Sometimes it is not so bad to get older and to begin at last to know oneself a bit. Today I have had some time to catch up on a bit of reading, thinking and pottering around. It has been a very busy and emotional week in many and various ways and it has been good to have some normal time, sleeping in after a party for a friend, going to the market, shopping and drinking tea. Time to let go of some strains and stresses and live with some of the happiness and hope the week has brought - as well as the desperate tragedy unfolding in Haiti. No words really suffice for that, even though I tried.
Reading Ben Myers splendid Faith and Theology I realised that I shall never write a thological monograph (or even an article) but that I get enormous pleasure and inspiration from reading what others write and from encouraging them to write (I'm having some fun getting a group of young theologians to write about ecumenism at the moment - well actually getting them to deliver is really the issue currently!) It's good to encourage others to unlock their creativity. It was Ben's post about the spirituality of theology that triggered this realisation in me. Mine is a bits and pieces theology. The theology of the practioner, communicator, translator, liturgist and preacher not really of the lecturer or writer.
It has been of more theological importance this week to write "Pray for Haiti" on large strips of paper than to write a treatise on the future of ecumenism. Yet oddly this week of deeply practical editing, translating and liturgical work has also been one of totally gratuitous inspiration. Pure grace. Suddenly, while I was doing something else, a sermon called "mother tongue - foreign land" came into my mind and strangely it seems to be a bit about the future of ecumenism. As I now start to write it of course it doesn't seem to be quite so beautiful and luminous as it was during those first moments of perceiving how it could go, but it still excites me. This kind of inspiration hasn't really happened to me before - not quite so obviously anyway. No doubt by the time it is finished the sermon will even have a completely different title, but it will still have its origin in the moment in fron of my computer when I was checking the VAT!

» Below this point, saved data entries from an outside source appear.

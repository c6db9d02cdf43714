//! Slice assembly: chunk selection and copying overlaps into one buffer.
//!
//! ```text
//! array  [100, 4], chunks [10, 4], rows 23..47
//!
//!   chunk 2 ── rows 20..30 ── overlap 23..30 ─┐
//!   chunk 3 ── rows 30..40 ── overlap 30..40 ─┼─► output rows 0..24, row-major
//!   chunk 4 ── rows 40..50 ── overlap 40..47 ─┘
//! ```

use futures::future::try_join_all;
use std::ops::Range;
use tracing::{debug, instrument};
use zarr_codec::{ArrayData, ArrayMetadata, DecodedChunk};

use crate::client::RemoteClient;
use crate::error::{Result, StoreError};
use crate::path;

/// Most dimensions a single read may restrict.
pub const MAX_SLICE_DIMS: usize = 3;

/// Chunks and output layout of one slice read.
#[derive(Debug, Clone, PartialEq)]
pub struct SlicePlan {
    /// One range per array dimension.
    ranges: Vec<Range<u64>>,
    chunk_shape: Vec<u64>,
    chunks: Vec<Vec<u64>>,
}

impl SlicePlan {
    /// Resolve `slice` against an array. Dimensions past the end of `slice`
    /// are read in full.
    pub fn new(meta: &ArrayMetadata, slice: &[Range<u64>]) -> Result<Self> {
        if slice.len() > MAX_SLICE_DIMS {
            return Err(StoreError::protocol(format!(
                "cannot slice more than {MAX_SLICE_DIMS} dimensions at a time, got {}",
                slice.len()
            )));
        }
        if slice.len() > meta.ndim() {
            return Err(StoreError::protocol(format!(
                "slice has {} ranges but the array has {} dimensions",
                slice.len(),
                meta.ndim()
            )));
        }

        let mut ranges = Vec::with_capacity(meta.ndim());
        for (d, &extent) in meta.shape.iter().enumerate() {
            let range = match slice.get(d) {
                Some(r) if r.end < r.start => {
                    return Err(StoreError::protocol(format!(
                        "slice {}..{} of dimension {d} ends before it starts",
                        r.start, r.end
                    )))
                }
                Some(r) if r.end > extent => {
                    return Err(StoreError::protocol(format!(
                        "slice {}..{} of dimension {d} exceeds extent {extent}",
                        r.start, r.end
                    )))
                }
                Some(r) => r.clone(),
                None => 0..extent,
            };
            ranges.push(range);
        }

        let per_dim: Vec<Range<u64>> = ranges
            .iter()
            .zip(&meta.chunks)
            .map(|(r, &c)| {
                if r.start == r.end {
                    0..0
                } else {
                    r.start / c..r.end.div_ceil(c)
                }
            })
            .collect();

        Ok(Self {
            chunk_shape: meta.chunks.clone(),
            chunks: cartesian(&per_dim),
            ranges,
        })
    }

    pub fn ranges(&self) -> &[Range<u64>] {
        &self.ranges
    }

    /// Shape of the assembled output.
    pub fn out_shape(&self) -> Vec<u64> {
        self.ranges.iter().map(|r| r.end - r.start).collect()
    }

    pub fn out_len(&self) -> usize {
        self.ranges.iter().map(|r| r.end - r.start).product::<u64>() as usize
    }

    /// Coordinates of every chunk the slice touches.
    pub fn chunks(&self) -> &[Vec<u64>] {
        &self.chunks
    }

    /// Copy the part of `chunk` (at `coords`) inside the slice into `out`.
    pub fn copy_chunk_into(
        &self,
        out: &mut ArrayData,
        coords: &[u64],
        chunk: &DecodedChunk,
    ) -> zarr_codec::Result<()> {
        let n = self.ranges.len();
        if n == 0 {
            return out.copy_strided(0, &chunk.data, 0, 1, 1);
        }

        let src_strides = chunk.strides();
        let out_shape = self.out_shape();
        let dst_strides = zarr_codec::strides(&out_shape, zarr_codec::MemoryOrder::RowMajor);

        // overlap per dimension, in chunk-local and output-local offsets
        let mut src_lo = Vec::with_capacity(n);
        let mut dst_lo = Vec::with_capacity(n);
        let mut extent = Vec::with_capacity(n);
        for d in 0..n {
            let origin = coords[d] * self.chunk_shape[d];
            let lo = self.ranges[d].start.max(origin);
            let hi = self.ranges[d].end.min(origin + self.chunk_shape[d]);
            if hi <= lo {
                return Ok(());
            }
            src_lo.push((lo - origin) as usize);
            dst_lo.push((lo - self.ranges[d].start) as usize);
            extent.push((hi - lo) as usize);
        }

        let last = n - 1;
        let run = extent[last];
        let mut index = vec![0usize; last];
        loop {
            let mut src = src_lo[last] * src_strides[last];
            let mut dst = dst_lo[last] * dst_strides[last];
            for d in 0..last {
                src += (src_lo[d] + index[d]) * src_strides[d];
                dst += (dst_lo[d] + index[d]) * dst_strides[d];
            }
            out.copy_strided(dst, &chunk.data, src, src_strides[last], run)?;

            // odometer over every dimension but the last
            let mut d = last;
            loop {
                if d == 0 {
                    return Ok(());
                }
                d -= 1;
                index[d] += 1;
                if index[d] < extent[d] {
                    break;
                }
                index[d] = 0;
            }
        }
    }
}

fn cartesian(ranges: &[Range<u64>]) -> Vec<Vec<u64>> {
    let mut out: Vec<Vec<u64>> = vec![Vec::new()];
    for r in ranges {
        let mut next = Vec::with_capacity(out.len() * (r.end - r.start) as usize);
        for prefix in &out {
            for i in r.clone() {
                let mut coords = prefix.clone();
                coords.push(i);
                next.push(coords);
            }
        }
        out = next;
    }
    out
}

/// Read `slice` of the array at `array_path` into one row-major buffer.
///
/// Chunks are fetched concurrently. A chunk whose object does not exist
/// contributes the fill value.
#[instrument(skip(client, slice), fields(slice = ?slice))]
pub async fn read_slice(
    client: &RemoteClient,
    array_path: &str,
    slice: &[Range<u64>],
    cache_bust: bool,
) -> Result<(ArrayData, Vec<u64>)> {
    let array_path = path::normalize(array_path);
    let meta = client.catalog().array(array_path).ok_or_else(|| {
        StoreError::protocol(format!("no array at {}", path::display(array_path)))
    })?;
    let plan = SlicePlan::new(meta, slice)?;

    let first = plan.chunks().first().map(Vec::as_slice).unwrap_or_default();
    let codec = client.codec(array_path, first).await?;
    let mut out = ArrayData::filled(codec.dtype(), codec.fill_value(), plan.out_len())
        .map_err(|e| StoreError::decode(path::display(array_path), first, e))?;

    let chunks = try_join_all(
        plan.chunks()
            .iter()
            .map(|coords| client.read_chunk(array_path, coords, cache_bust)),
    )
    .await?;

    let mut missing = 0usize;
    for (coords, chunk) in plan.chunks().iter().zip(chunks) {
        match chunk {
            Some(chunk) => plan
                .copy_chunk_into(&mut out, coords, &chunk)
                .map_err(|e| StoreError::decode(path::display(array_path), coords, e))?,
            None => missing += 1,
        }
    }

    debug!(
        array = %path::display(array_path),
        chunks = plan.chunks().len(),
        missing_chunks = missing,
        elements = plan.out_len(),
        "Assembled slice"
    );
    Ok((out, plan.out_shape()))
}

#[cfg(test)]
mod tests {
    use super::*;
    use zarr_codec::{ArrayMetadata, MemoryOrder};

    fn meta() -> ArrayMetadata {
        ArrayMetadata::new(vec![100, 4], vec![10, 4], "<i4")
    }

    #[test]
    fn test_plan_rows() {
        let plan = SlicePlan::new(&meta(), &[23..47]).unwrap();
        assert_eq!(plan.out_shape(), vec![24, 4]);
        assert_eq!(plan.out_len(), 96);
        assert_eq!(plan.chunks(), &[vec![2u64, 0], vec![3, 0], vec![4, 0]]);
    }

    #[test]
    fn test_plan_validation() {
        let m = ArrayMetadata::new(vec![4, 4, 4, 4], vec![2, 2, 2, 2], "<f4");
        assert!(matches!(
            SlicePlan::new(&m, &[0..1, 0..1, 0..1, 0..1]),
            Err(StoreError::Protocol(_))
        ));
        assert!(SlicePlan::new(&m, &[0..1, 0..1, 0..1]).is_ok());
        assert!(SlicePlan::new(&meta(), &[0..1, 0..1, 0..1]).is_err());
        assert!(SlicePlan::new(&meta(), &[5..3]).is_err());
        assert!(SlicePlan::new(&meta(), &[0..101]).is_err());
    }

    #[test]
    fn test_empty_slice_touches_no_chunks() {
        let plan = SlicePlan::new(&meta(), &[5..5]).unwrap();
        assert!(plan.chunks().is_empty());
        assert_eq!(plan.out_shape(), vec![0, 4]);
    }

    #[test]
    fn test_copy_partial_overlap() {
        // 4x4 array, 3x3 chunks; take rows 1..4, cols 2..4 from chunk (0, 0)
        let m = ArrayMetadata::new(vec![4, 4], vec![3, 3], "<i4");
        let plan = SlicePlan::new(&m, &[1..4, 2..4]).unwrap();
        let chunk = DecodedChunk {
            data: ArrayData::Int32((0..9).collect()),
            shape: vec![3, 3],
            order: MemoryOrder::RowMajor,
        };
        let mut out = ArrayData::Int32(vec![-1; plan.out_len()]);
        plan.copy_chunk_into(&mut out, &[0, 0], &chunk).unwrap();
        // chunk rows 1..3, col 2 → out rows 0..2, col 0
        assert_eq!(out, ArrayData::Int32(vec![5, -1, 8, -1, -1, -1]));
    }

    #[test]
    fn test_copy_column_major_chunk() {
        let m = ArrayMetadata::new(vec![2, 3], vec![2, 3], "<i4").with_order(MemoryOrder::ColumnMajor);
        let plan = SlicePlan::new(&m, &[]).unwrap();
        // logical [[0, 1, 2], [3, 4, 5]] stored column-major
        let chunk = DecodedChunk {
            data: ArrayData::Int32(vec![0, 3, 1, 4, 2, 5]),
            shape: vec![2, 3],
            order: MemoryOrder::ColumnMajor,
        };
        let mut out = ArrayData::Int32(vec![0; 6]);
        plan.copy_chunk_into(&mut out, &[0, 0], &chunk).unwrap();
        assert_eq!(out, ArrayData::Int32(vec![0, 1, 2, 3, 4, 5]));
    }

    #[test]
    fn test_zero_dimensional() {
        let m = ArrayMetadata::new(vec![], vec![], "<f8");
        let plan = SlicePlan::new(&m, &[]).unwrap();
        assert_eq!(plan.chunks(), &[Vec::<u64>::new()]);
        let chunk = DecodedChunk {
            data: ArrayData::Float64(vec![2.5]),
            shape: vec![],
            order: MemoryOrder::RowMajor,
        };
        let mut out = ArrayData::Float64(vec![0.0]);
        plan.copy_chunk_into(&mut out, &[], &chunk).unwrap();
        assert_eq!(out, ArrayData::Float64(vec![2.5]));
    }
}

That links to my final bit of inspiration for this evening. The role of language and mother tongue in inspiration. The sermon came to me in English and is about a far away land called home. When you spend your days playing and struggling with language it's interesting to see which langauge the Holy Spirit is speaking in today. I often say I have a mother tongue (English), a father tongue (German - my 3rd language) and a foreign language (French) which is my working language and my love. Twelve months ago I realised very painfully that I cannot bear to leave a context where I can speak French most of the time. So why if I dream in French does inspiration come this time in English?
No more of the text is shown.